> _EXERCISE DETAILS_:
The line containing "2025 TripXplo AI" marks the end: output every line of the data up to it, and that line too, exactly as written.

> _RECORDS FOR PROCESSING_:
Segment Open

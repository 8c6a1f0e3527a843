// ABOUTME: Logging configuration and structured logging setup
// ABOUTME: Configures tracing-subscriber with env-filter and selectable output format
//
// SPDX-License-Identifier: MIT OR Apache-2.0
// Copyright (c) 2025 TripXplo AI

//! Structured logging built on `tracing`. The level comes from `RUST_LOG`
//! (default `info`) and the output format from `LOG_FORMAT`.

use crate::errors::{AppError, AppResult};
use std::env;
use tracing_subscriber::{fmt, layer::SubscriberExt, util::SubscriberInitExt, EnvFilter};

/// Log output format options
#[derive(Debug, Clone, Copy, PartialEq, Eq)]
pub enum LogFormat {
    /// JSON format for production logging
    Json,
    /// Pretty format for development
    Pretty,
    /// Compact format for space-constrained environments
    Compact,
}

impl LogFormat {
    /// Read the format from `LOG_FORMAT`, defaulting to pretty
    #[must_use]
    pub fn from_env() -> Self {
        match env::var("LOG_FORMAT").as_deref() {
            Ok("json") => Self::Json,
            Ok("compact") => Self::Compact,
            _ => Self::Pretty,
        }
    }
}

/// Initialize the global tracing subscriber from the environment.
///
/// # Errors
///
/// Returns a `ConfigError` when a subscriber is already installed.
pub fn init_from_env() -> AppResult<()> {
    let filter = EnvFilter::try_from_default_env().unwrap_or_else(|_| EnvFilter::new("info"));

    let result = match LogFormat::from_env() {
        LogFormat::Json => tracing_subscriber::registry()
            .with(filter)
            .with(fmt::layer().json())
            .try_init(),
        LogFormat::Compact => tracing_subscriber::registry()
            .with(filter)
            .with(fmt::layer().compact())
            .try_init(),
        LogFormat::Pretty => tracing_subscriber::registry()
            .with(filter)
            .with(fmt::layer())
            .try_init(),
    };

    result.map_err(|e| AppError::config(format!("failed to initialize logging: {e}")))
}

Segment Closed

> _REPLY TO THE TASK_:
repository 8c6a1f0e3527a843
// ABOUTME: Logging configuration and structured logging setup
// ABOUTME: Configures tracing-subscriber with env-filter and selectable output format
//
// SPDX-License-Identifier: MIT OR Apache-2.0
// Copyright (c) 2025 TripXplo AI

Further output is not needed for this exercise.